Record extracts START

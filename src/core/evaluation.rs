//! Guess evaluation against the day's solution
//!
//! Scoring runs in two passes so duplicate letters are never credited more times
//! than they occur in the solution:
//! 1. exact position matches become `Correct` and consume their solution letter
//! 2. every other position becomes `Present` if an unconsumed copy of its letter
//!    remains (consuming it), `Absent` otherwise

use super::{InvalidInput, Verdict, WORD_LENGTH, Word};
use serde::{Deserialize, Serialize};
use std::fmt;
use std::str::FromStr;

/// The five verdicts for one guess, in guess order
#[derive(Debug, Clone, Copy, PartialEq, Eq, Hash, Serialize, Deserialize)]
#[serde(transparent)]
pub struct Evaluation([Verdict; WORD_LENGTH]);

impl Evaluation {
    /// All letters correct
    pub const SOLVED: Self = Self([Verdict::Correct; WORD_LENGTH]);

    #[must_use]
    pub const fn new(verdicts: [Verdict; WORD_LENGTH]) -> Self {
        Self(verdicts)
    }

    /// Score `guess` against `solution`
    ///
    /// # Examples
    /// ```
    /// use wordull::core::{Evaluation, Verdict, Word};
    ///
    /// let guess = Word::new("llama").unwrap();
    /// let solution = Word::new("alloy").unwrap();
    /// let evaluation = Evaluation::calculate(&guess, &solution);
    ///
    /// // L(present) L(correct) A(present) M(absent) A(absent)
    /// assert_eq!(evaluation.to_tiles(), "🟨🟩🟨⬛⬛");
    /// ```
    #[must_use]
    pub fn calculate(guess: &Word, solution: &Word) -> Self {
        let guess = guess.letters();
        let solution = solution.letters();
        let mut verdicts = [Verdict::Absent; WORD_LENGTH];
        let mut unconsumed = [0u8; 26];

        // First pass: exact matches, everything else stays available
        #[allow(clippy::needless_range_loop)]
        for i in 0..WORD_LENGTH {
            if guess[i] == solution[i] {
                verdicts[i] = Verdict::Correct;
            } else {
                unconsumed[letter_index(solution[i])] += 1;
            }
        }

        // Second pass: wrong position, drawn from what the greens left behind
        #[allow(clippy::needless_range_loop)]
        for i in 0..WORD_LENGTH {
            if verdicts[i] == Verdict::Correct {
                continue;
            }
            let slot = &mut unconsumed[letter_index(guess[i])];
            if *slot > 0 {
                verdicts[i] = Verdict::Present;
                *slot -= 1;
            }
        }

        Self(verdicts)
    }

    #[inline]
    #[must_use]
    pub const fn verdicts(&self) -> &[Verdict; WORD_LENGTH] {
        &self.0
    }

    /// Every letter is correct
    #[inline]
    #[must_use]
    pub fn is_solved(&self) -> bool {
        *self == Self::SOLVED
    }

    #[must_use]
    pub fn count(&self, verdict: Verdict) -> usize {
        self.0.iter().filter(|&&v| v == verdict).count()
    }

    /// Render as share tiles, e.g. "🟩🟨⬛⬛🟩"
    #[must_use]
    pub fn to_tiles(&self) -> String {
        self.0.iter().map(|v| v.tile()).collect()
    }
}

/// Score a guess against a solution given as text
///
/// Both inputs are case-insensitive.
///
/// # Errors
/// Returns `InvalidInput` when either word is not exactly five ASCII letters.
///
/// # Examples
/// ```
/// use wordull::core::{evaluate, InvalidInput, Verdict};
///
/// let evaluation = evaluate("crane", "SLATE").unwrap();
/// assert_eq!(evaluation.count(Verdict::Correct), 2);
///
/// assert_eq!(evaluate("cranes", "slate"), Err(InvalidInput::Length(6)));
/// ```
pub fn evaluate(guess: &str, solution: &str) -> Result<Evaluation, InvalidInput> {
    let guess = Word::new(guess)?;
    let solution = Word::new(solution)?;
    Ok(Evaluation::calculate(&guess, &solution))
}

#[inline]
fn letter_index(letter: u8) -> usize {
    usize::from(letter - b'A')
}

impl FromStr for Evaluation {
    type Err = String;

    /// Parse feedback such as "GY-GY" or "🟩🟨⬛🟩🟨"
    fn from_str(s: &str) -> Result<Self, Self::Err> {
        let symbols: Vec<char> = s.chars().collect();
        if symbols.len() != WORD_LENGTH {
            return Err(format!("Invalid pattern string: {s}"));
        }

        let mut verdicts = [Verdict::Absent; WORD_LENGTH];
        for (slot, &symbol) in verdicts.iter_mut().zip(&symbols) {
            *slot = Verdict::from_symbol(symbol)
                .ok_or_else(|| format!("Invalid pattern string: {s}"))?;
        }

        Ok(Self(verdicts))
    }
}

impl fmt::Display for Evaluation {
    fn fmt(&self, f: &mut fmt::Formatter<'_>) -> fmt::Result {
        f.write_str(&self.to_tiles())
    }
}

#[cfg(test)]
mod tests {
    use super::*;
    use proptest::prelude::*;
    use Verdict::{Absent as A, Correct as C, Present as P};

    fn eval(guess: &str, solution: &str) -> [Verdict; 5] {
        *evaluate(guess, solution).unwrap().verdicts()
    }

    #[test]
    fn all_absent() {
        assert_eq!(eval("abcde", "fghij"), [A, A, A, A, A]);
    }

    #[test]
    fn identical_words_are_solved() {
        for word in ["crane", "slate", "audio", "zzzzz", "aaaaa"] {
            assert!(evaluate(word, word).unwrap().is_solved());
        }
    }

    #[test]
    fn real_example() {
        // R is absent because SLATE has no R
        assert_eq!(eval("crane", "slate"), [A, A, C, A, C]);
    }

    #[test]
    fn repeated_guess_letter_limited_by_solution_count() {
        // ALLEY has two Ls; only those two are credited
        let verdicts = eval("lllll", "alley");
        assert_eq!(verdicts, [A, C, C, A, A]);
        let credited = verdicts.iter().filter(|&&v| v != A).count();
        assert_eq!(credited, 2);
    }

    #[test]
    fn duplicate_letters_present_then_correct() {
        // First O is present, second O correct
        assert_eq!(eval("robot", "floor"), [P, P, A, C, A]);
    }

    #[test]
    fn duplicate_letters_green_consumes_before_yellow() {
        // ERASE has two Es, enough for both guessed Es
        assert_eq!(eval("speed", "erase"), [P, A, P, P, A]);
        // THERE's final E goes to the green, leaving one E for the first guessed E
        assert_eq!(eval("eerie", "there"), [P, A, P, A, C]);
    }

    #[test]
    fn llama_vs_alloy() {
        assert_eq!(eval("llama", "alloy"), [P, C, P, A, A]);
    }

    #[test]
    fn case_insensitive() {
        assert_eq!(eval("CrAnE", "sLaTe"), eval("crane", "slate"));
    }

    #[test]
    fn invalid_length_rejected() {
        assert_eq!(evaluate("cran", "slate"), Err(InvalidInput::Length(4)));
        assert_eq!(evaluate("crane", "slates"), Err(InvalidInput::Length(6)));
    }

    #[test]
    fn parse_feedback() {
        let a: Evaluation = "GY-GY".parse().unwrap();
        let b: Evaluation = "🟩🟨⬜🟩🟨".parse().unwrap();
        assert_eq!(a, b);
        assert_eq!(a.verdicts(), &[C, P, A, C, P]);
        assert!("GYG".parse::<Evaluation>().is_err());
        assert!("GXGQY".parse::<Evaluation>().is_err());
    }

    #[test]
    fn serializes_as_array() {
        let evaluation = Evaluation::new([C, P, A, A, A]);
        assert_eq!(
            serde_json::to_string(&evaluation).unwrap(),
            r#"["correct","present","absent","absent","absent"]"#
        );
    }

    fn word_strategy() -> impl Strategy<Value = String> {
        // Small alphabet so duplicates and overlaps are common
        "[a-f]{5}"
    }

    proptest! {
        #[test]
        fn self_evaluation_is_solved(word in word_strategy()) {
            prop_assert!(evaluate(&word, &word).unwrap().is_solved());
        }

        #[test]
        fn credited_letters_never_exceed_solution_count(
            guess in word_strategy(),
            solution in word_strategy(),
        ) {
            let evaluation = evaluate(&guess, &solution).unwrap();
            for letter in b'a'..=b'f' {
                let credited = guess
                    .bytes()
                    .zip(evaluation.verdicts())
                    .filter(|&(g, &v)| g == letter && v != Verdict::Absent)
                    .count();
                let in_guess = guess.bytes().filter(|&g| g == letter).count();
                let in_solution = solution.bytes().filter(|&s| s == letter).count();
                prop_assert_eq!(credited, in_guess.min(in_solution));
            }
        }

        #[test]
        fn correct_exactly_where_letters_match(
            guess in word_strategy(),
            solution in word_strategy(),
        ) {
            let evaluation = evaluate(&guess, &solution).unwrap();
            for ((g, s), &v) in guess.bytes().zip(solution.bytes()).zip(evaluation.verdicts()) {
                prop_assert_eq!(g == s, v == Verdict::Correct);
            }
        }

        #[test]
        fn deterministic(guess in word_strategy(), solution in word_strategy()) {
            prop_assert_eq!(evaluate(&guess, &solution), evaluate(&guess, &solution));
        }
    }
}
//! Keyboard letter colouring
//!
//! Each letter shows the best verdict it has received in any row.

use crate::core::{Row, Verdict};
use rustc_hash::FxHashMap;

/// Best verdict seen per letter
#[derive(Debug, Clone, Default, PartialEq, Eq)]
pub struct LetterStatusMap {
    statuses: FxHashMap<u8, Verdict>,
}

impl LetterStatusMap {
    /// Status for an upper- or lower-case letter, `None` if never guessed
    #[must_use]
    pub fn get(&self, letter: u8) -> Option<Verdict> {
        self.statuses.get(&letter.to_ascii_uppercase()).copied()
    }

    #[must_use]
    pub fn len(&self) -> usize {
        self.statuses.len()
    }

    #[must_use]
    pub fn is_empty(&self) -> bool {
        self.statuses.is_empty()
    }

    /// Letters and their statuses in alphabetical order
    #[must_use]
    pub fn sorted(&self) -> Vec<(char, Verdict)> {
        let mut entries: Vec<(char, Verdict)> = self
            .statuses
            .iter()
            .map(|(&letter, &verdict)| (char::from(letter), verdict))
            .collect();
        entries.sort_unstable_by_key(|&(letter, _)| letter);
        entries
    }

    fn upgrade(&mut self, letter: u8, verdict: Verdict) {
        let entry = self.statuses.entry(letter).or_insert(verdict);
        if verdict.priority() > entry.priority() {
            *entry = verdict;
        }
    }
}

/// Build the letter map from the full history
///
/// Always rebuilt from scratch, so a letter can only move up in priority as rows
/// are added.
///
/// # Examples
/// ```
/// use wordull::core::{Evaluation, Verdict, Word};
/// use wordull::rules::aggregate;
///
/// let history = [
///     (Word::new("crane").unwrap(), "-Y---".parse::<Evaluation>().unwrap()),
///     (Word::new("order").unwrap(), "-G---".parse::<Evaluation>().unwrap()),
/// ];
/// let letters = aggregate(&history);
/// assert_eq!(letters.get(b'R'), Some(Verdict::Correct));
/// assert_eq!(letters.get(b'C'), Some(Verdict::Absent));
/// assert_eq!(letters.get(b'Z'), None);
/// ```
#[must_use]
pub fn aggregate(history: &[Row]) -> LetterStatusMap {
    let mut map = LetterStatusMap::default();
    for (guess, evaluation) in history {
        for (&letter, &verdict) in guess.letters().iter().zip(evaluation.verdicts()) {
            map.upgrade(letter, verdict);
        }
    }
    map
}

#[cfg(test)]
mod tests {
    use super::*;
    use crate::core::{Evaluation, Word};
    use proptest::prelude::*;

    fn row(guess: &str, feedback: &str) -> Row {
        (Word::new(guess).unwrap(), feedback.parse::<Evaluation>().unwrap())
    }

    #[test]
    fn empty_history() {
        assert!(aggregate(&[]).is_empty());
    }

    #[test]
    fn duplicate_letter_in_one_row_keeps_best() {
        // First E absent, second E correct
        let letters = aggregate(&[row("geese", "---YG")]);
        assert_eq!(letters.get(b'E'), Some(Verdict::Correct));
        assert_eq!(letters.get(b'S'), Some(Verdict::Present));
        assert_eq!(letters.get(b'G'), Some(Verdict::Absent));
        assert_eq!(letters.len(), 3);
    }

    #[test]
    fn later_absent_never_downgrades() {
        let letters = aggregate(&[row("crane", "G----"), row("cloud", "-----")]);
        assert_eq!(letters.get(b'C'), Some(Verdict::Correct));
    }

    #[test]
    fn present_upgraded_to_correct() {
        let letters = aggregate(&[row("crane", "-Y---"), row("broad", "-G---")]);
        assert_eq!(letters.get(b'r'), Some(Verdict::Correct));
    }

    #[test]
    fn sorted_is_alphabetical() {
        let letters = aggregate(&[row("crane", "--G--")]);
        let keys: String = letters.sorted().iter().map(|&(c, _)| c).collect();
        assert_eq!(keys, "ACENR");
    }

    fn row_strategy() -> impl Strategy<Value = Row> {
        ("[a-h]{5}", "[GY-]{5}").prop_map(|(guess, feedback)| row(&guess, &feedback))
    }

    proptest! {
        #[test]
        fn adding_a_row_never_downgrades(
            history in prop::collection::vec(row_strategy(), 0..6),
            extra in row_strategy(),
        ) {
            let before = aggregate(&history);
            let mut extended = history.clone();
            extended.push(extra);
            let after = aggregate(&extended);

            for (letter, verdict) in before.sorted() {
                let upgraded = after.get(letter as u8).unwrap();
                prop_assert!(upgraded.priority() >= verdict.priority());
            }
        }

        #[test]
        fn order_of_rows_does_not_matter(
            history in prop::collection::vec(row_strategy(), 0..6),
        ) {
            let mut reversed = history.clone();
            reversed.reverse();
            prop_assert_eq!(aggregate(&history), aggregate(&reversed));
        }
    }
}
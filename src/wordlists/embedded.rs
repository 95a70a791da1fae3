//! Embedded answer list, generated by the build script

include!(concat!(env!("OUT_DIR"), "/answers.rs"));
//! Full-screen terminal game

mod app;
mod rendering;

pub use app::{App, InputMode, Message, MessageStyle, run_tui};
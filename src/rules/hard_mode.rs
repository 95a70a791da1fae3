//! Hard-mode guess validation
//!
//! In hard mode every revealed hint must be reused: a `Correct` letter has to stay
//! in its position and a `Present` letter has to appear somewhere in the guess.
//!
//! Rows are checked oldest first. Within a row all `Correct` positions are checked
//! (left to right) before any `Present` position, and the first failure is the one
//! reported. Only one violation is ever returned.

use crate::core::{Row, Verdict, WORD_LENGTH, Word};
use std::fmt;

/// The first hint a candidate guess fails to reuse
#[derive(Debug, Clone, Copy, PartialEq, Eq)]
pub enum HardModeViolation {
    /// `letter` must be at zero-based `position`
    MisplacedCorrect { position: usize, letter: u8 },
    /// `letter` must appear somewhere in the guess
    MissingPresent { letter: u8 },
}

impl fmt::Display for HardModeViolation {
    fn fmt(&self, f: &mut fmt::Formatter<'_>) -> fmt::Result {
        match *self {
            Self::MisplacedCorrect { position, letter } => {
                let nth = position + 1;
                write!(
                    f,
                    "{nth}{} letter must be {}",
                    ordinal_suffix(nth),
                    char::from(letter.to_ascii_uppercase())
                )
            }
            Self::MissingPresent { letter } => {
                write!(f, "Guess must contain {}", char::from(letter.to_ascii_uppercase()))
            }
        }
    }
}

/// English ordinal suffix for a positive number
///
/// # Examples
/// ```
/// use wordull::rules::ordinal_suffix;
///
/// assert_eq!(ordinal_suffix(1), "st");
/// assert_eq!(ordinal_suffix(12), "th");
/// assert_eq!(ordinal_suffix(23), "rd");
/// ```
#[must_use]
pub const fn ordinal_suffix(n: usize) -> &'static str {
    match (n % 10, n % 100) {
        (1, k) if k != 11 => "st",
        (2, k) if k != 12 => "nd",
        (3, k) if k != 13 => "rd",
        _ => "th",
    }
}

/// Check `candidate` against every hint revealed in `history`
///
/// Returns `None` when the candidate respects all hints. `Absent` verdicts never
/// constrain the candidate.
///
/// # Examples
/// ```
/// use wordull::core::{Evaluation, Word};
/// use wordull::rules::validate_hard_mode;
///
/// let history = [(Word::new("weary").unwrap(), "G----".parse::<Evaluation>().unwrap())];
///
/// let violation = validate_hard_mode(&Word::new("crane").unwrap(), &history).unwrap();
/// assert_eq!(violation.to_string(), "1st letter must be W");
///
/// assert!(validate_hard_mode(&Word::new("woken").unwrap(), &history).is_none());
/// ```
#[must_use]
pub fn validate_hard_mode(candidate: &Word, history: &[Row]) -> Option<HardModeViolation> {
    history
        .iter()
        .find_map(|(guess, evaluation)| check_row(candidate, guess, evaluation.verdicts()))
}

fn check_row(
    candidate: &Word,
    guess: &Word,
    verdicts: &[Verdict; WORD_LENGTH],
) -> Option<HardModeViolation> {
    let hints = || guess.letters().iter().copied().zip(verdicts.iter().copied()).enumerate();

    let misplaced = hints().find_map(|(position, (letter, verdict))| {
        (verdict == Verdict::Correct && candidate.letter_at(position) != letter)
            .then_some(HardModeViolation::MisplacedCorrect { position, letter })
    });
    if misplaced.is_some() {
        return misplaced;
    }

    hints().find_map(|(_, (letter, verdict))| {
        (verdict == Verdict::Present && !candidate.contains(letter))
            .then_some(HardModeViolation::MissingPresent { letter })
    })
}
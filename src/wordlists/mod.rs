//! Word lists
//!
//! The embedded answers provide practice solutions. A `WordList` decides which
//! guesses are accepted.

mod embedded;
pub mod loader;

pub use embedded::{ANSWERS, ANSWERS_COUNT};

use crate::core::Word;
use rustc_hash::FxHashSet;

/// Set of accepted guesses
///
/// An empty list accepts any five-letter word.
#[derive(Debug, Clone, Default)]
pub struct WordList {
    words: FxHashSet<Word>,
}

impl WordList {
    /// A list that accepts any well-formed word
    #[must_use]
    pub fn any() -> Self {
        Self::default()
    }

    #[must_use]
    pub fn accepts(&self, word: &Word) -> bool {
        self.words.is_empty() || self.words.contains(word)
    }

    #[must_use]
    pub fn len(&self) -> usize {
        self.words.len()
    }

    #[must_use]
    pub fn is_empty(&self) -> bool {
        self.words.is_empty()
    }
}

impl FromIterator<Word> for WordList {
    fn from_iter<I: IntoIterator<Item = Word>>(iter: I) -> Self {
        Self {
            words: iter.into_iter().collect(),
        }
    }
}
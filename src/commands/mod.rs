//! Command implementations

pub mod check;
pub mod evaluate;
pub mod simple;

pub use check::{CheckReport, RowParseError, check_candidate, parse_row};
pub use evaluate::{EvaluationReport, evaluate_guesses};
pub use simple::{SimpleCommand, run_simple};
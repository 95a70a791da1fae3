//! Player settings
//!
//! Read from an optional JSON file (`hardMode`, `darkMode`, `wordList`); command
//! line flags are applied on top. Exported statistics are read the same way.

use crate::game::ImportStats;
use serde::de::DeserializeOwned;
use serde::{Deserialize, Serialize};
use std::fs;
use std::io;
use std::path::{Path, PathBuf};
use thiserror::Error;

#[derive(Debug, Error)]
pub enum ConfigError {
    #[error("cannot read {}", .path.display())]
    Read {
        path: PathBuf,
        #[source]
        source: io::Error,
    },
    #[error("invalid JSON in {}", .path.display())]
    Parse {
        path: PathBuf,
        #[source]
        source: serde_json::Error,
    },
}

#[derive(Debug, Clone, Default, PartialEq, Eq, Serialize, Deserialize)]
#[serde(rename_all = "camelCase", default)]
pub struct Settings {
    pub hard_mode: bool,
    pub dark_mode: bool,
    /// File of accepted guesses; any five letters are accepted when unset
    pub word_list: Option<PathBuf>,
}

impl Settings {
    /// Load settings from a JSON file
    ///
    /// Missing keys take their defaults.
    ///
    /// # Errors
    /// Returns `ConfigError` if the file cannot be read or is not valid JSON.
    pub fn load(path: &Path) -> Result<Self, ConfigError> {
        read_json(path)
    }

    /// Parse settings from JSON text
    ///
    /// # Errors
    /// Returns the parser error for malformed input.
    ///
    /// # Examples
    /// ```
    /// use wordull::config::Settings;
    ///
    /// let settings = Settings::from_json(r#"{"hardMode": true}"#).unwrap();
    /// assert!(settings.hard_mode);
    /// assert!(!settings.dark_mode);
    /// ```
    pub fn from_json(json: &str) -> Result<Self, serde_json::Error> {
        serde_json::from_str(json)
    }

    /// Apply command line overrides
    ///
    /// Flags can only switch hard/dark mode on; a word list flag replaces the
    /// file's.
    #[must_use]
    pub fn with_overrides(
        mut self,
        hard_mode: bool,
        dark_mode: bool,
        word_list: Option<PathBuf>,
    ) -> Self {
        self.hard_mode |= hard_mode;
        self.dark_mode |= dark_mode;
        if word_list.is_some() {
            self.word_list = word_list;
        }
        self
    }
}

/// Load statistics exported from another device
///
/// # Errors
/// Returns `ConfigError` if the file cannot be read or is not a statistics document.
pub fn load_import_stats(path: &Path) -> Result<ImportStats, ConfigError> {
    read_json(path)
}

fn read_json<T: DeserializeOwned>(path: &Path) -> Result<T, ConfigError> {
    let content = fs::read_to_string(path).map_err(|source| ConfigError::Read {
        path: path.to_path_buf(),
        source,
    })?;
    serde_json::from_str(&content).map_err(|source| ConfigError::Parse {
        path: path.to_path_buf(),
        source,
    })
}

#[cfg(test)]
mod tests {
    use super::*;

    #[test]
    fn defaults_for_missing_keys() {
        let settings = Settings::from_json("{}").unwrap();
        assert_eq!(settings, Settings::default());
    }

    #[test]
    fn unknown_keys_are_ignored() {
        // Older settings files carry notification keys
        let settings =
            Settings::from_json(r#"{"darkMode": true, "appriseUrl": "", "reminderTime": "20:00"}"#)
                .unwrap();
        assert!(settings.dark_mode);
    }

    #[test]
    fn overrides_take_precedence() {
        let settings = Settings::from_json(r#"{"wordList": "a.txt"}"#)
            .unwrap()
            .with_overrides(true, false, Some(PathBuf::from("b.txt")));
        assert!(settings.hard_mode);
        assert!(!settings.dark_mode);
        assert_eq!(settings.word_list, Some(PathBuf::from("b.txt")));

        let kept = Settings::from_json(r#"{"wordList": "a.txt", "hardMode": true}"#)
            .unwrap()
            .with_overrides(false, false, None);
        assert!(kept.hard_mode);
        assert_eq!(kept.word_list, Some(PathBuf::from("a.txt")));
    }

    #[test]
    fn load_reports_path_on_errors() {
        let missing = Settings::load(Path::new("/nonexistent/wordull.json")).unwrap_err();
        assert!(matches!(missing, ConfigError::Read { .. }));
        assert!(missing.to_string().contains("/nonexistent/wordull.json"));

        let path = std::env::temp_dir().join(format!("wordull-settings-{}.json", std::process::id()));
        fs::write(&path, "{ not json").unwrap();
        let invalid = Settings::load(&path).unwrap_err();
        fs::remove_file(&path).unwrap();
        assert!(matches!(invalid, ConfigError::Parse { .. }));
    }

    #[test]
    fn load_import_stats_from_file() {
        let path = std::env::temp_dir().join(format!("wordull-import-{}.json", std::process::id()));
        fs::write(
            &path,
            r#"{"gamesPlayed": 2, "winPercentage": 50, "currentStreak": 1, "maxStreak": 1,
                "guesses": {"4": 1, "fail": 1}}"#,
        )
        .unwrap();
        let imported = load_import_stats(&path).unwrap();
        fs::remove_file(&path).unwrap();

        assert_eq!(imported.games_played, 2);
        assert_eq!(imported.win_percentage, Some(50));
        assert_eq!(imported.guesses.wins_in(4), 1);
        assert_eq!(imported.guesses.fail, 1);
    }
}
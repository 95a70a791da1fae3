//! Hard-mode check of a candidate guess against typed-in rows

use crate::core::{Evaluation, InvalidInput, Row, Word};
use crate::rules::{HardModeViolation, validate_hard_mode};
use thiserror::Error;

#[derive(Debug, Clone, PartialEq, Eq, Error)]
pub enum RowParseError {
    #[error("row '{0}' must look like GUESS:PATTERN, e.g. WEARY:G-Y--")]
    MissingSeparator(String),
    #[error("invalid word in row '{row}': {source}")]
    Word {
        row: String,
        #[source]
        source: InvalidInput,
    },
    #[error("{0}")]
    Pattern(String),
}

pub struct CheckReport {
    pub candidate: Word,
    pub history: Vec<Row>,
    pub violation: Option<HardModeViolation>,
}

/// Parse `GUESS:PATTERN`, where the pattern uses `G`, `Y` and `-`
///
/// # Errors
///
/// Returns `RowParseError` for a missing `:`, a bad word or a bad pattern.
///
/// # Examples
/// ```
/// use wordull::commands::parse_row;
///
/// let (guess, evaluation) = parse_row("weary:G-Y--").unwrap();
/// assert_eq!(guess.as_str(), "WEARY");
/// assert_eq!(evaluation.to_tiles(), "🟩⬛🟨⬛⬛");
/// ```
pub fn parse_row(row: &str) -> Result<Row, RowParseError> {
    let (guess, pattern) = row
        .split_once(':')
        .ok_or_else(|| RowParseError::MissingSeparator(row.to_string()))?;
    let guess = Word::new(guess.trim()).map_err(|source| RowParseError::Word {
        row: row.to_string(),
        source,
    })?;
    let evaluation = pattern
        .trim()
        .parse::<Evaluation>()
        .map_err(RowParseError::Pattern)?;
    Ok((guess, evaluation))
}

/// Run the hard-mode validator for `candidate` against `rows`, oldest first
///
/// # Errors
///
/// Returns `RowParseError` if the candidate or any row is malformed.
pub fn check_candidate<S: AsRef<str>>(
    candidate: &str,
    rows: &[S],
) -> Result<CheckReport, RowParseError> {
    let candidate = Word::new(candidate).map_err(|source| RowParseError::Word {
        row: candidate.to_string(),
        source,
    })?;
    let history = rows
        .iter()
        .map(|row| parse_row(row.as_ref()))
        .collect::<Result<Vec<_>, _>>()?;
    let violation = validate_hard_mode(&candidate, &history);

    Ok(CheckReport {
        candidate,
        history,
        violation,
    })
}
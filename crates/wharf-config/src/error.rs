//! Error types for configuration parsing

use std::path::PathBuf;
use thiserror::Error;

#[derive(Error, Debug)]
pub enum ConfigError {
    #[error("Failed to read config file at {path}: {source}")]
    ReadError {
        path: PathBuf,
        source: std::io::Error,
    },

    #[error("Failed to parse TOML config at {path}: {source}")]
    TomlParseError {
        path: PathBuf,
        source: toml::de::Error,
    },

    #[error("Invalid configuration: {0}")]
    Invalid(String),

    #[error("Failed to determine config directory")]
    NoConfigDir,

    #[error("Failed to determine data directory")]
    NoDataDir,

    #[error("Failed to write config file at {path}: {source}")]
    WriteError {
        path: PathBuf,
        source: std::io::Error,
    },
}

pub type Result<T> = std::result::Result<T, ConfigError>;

Record extracts END

Task → Pull every line with the string "DeserializeOwned" out of the material.

Your response →
use serde::de::DeserializeOwned;
fn read_json<T: DeserializeOwned>(path: &Path) -> Result<T, ConfigError> {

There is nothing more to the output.